# Amboyna?



## ssgmeader (Mar 23, 2013)

So I picked up these burl cut offs out of the scrap bin yesterday, but wasn't quite sure what they were. The guy that worked there thought they might be Amboyna but wasn't sure. I'm just looking for a second opinion. I think I'd like to cast them the small ones about 4' the medium 6 and the large 8' so definitely some pen sizeable pieces. Thoughts?

[attachment=21195]


----------



## wyowoodwrker (Mar 23, 2013)

Bigger eye voids then i have seen in amboyna.... imgoingto go with mango.


----------



## healeydays (Mar 23, 2013)

Doesn't look like Amboyna


----------



## brown down (Mar 23, 2013)

that looks like cherry burl to me, hard to tell by the pics...


----------



## ssgmeader (Mar 23, 2013)

brown down said:


> that looks like cherry burl to me, hard to tell by the pics...



See that's what I thought, but the lumber guy disagreed.


----------



## NCWoodArt (Mar 23, 2013)

I will say Narra non burl wood.

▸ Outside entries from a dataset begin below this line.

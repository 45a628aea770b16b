use serde::{Deserialize, Serialize};

#[derive(Debug, Deserialize)]
pub struct JwtQuery {
    pub email: String,
}

/// `accessToken` is empty when the email is not registered.
#[derive(Debug, Serialize, Deserialize)]
#[serde(rename_all = "camelCase")]
pub struct TokenResponse {
    pub access_token: String,
}

impl TokenResponse {
    pub fn denied() -> Self {
        Self {
            access_token: String::new(),
        }
    }
}
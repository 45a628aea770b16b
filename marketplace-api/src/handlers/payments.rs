use axum::{
    extract::{Query, State},
    Json,
};
use marketplace_core::error::AppError;
use validator::Validate;

use crate::{
    dtos::{ConfirmPaymentRequest, CreateIntentRequest, CreateIntentResponse, EmailQuery},
    models::Payment,
    services::{InsertOutcome, ReconcileReport},
    AppState,
};

/// `POST /create-payment-intent`. `price` is in major units.
pub async fn create_payment_intent(
    State(state): State<AppState>,
    Json(req): Json<CreateIntentRequest>,
) -> Result<Json<CreateIntentResponse>, AppError> {
    req.validate()?;

    let created = state
        .payments
        .create_intent(req.price, req.currency.as_deref(), req.booking_id.as_deref())
        .await?;

    Ok(Json(CreateIntentResponse {
        client_secret: created.client_secret,
    }))
}

/// `POST /payments`. Records the charge and settles the booking.
pub async fn confirm_payment(
    State(state): State<AppState>,
    Json(req): Json<ConfirmPaymentRequest>,
) -> Result<Json<InsertOutcome>, AppError> {
    req.validate()?;
    tracing::info!(booking_id = %req.booking_id, "Confirming payment");

    let outcome = state.payments.confirm_payment(req.into()).await?;
    Ok(Json(outcome))
}

pub async fn list_payments(
    State(state): State<AppState>,
    Query(query): Query<EmailQuery>,
) -> Result<Json<Vec<Payment>>, AppError> {
    Ok(Json(state.payments.payments_for(&query.email).await?))
}

/// `POST /payments/reconcile`. Guarded by the admin layer.
pub async fn reconcile(State(state): State<AppState>) -> Result<Json<ReconcileReport>, AppError> {
    Ok(Json(state.payments.reconcile().await?))
}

Comes from the tree that Amboyna burls come from. Does not look very figured whether it is burl or not. Cut it & see what it smells like Amboyna has very unusual smell almost of spice if you haev ever turned it you will know.

Bill


----------



## ssgmeader (Mar 23, 2013)

aerocustomsexotics said:


> I will say Narra non burl wood. Comes from the tree that Amboyna burls come from. Does not look very figured whether it is burl or not. Cut it & see what it smells like Amboyna has very unusual smell almost of spice if you haev ever turned it you will know.
> 
> Bill



I did just turned some....and sent you back a pen made of it like last week. :rotflmao3:


----------



## healeydays (Mar 23, 2013)

Where did yo get it?


----------



## ssgmeader (Mar 23, 2013)

healeydays said:


> Where did yo get it?



Goose Bay rummage bin, I read in another thread you do casting Healey is this true?


----------